___ Input material ___

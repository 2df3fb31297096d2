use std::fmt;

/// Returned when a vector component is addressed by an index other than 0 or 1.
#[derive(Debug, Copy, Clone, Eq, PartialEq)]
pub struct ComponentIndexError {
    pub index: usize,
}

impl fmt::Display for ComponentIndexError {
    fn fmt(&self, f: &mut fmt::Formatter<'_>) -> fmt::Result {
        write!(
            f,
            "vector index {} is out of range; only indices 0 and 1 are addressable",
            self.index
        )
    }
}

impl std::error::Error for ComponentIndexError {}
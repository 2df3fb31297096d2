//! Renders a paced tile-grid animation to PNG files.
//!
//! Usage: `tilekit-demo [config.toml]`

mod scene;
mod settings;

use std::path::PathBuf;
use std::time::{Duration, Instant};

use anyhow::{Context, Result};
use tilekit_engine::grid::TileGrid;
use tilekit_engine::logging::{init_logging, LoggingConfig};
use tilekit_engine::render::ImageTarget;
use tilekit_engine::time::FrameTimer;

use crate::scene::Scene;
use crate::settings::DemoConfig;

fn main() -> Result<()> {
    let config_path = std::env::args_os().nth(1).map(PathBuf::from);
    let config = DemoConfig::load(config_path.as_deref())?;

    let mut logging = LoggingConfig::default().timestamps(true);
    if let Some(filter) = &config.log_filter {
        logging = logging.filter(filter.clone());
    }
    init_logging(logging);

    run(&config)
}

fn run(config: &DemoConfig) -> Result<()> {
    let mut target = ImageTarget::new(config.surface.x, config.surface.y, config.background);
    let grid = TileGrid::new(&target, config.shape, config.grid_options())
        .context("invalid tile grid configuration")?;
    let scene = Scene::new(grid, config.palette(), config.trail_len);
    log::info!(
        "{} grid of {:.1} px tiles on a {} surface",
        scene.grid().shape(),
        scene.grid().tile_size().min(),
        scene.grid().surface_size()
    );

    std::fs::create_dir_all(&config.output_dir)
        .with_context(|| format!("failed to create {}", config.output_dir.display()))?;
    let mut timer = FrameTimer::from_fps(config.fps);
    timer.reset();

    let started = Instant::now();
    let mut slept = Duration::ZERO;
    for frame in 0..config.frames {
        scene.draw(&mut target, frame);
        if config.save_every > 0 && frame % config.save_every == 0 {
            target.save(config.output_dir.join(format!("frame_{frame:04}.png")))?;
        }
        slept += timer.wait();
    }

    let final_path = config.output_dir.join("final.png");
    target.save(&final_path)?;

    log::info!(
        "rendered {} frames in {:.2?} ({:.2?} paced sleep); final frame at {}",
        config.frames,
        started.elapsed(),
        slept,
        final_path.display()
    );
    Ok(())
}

___
___ Input material ___

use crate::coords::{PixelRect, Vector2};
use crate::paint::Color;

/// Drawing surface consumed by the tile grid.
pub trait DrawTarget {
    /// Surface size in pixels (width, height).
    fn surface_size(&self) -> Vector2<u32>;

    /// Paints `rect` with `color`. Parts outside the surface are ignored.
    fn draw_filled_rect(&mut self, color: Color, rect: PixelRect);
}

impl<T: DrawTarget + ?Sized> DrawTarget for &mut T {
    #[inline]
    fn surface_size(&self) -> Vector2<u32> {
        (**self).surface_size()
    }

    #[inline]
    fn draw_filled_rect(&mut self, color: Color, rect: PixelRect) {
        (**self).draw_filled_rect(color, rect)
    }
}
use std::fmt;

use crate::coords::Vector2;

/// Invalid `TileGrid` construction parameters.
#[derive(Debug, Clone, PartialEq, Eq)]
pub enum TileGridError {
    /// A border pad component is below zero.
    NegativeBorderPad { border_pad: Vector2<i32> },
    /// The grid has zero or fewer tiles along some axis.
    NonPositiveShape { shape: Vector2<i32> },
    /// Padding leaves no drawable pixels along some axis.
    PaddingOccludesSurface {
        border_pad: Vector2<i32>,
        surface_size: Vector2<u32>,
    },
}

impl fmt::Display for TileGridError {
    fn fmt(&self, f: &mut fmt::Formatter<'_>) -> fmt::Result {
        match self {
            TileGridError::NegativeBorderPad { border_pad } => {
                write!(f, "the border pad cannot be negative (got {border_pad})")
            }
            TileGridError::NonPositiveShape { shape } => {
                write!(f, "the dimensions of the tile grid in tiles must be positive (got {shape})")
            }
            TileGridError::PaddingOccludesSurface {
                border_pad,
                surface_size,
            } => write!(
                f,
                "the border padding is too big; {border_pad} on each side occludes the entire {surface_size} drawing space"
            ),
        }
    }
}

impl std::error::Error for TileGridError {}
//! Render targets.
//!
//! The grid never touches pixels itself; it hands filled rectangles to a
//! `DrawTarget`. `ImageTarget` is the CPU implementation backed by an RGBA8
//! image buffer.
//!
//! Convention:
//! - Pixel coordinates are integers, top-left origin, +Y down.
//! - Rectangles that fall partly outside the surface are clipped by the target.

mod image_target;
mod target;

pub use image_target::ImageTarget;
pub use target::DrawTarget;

___
___ Input material ___

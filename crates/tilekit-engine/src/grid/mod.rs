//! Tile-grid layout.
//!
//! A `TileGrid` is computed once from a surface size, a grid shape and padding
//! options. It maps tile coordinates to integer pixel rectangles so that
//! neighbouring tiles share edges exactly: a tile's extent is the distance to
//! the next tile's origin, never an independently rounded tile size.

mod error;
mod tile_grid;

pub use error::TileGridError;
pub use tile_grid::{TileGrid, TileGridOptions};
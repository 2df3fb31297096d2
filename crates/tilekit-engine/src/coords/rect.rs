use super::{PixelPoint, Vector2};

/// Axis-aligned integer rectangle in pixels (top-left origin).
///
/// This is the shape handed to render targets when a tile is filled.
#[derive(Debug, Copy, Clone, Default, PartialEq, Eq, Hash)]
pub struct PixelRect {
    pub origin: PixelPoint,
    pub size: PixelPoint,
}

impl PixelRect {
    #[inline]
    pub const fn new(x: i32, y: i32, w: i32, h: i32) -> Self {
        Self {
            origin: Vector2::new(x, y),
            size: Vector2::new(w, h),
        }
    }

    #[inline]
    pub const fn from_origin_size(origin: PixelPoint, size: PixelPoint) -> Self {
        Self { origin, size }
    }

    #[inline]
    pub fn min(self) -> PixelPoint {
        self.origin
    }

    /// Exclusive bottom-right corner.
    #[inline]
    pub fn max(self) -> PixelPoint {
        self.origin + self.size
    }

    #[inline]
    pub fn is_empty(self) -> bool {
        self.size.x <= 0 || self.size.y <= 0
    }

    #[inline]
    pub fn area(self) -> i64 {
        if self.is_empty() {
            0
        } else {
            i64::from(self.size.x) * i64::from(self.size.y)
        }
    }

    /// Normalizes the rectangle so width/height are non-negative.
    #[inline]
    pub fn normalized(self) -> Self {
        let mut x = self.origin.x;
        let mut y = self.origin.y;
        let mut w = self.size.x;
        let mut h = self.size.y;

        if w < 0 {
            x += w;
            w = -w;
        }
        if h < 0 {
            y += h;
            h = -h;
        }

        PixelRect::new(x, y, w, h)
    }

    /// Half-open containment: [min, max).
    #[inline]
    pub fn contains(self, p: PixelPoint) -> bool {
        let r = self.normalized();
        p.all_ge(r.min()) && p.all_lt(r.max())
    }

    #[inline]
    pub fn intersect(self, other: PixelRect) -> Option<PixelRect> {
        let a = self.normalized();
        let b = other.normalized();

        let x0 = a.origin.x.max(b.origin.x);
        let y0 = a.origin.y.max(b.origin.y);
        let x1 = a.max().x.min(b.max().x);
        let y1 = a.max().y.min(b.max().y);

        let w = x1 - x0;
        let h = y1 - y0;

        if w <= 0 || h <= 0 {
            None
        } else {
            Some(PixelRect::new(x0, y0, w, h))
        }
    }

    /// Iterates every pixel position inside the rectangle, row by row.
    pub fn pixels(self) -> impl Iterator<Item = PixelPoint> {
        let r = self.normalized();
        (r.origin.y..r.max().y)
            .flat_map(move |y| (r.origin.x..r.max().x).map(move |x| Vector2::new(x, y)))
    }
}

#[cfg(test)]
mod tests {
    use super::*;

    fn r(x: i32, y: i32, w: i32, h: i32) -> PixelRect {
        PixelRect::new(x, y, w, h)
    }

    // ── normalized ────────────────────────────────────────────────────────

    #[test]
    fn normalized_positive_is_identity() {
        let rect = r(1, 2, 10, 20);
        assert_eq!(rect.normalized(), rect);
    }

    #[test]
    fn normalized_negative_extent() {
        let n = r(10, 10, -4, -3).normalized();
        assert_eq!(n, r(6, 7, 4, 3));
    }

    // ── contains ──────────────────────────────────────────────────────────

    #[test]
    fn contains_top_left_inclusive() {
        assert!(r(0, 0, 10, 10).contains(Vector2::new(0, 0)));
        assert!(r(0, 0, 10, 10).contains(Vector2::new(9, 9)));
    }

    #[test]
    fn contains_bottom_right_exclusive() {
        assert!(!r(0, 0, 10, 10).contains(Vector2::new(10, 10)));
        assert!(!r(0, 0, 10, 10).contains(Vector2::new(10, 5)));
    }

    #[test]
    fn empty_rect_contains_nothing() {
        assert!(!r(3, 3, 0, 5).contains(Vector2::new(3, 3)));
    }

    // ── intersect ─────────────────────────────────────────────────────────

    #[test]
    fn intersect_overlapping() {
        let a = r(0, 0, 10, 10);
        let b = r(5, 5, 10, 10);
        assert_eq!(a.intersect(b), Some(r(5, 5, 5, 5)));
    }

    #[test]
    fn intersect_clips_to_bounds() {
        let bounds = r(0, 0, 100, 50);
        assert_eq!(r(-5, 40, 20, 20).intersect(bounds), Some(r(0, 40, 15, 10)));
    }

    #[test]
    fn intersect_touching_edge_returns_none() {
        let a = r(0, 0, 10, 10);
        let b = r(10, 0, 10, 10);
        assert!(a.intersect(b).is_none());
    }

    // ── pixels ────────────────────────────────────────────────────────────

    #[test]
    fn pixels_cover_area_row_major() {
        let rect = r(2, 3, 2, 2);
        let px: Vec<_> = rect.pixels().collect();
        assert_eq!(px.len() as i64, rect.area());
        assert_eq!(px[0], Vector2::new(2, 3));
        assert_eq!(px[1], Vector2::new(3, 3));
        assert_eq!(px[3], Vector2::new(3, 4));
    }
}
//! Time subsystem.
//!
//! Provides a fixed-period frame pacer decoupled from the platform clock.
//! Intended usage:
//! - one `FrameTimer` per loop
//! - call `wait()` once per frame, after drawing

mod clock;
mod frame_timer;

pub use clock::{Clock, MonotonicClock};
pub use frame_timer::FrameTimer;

___

== The task ==
Lines holding the word "Duration" are the answer; copy each one from the records above.

== Reply to the task ==
use std::time::{Duration, Instant};
    let mut slept = Duration::ZERO;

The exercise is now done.